(Collected data)
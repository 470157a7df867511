//! Unified error type definition

use serde::Serialize;
use thiserror::Error;

/// Core layer error type
#[derive(Error, Debug, Serialize)]
#[serde(tag = "code", content = "details")]
pub enum CoreError {
    /// The pool data source answered with something unusable
    #[error("Pool source error: {0}")]
    PoolSource(String),

    /// network error
    #[error("Network error: {0}")]
    NetworkError(String),

    /// serialization error
    #[error("Serialization error: {0}")]
    SerializationError(String),

    /// Storage layer error
    #[error("Storage error: {0}")]
    StorageError(String),

    /// Route string that does not map to any page
    #[error("Invalid route: {0}")]
    InvalidRoute(String),

    /// Configuration error
    #[error("Config error: {0}")]
    ConfigError(String),
}

impl CoreError {
    /// Whether it is expected behavior (backend unreachable, stale route, etc.) is used for log classification.
    ///
    /// Level `warn` should be used when returning `true` and level `error` when returning `false`.
    /// **Please update this method simultaneously when new variants are added. **
    #[must_use]
    pub fn is_expected(&self) -> bool {
        match self {
            Self::NetworkError(_) | Self::PoolSource(_) | Self::InvalidRoute(_) => true,
            Self::SerializationError(_) | Self::StorageError(_) | Self::ConfigError(_) => false,
        }
    }
}

/// Core layer Result type alias
pub type CoreResult<T> = std::result::Result<T, CoreError>;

**EXERCISE**
Go through the data and show every line where "used" occurs.

**TASK ANSWER**
    /// Whether it is expected behavior (backend unreachable, stale route, etc.) is used for log classification.
    /// Level `warn` should be used when returning `true` and level `error` when returning `false`.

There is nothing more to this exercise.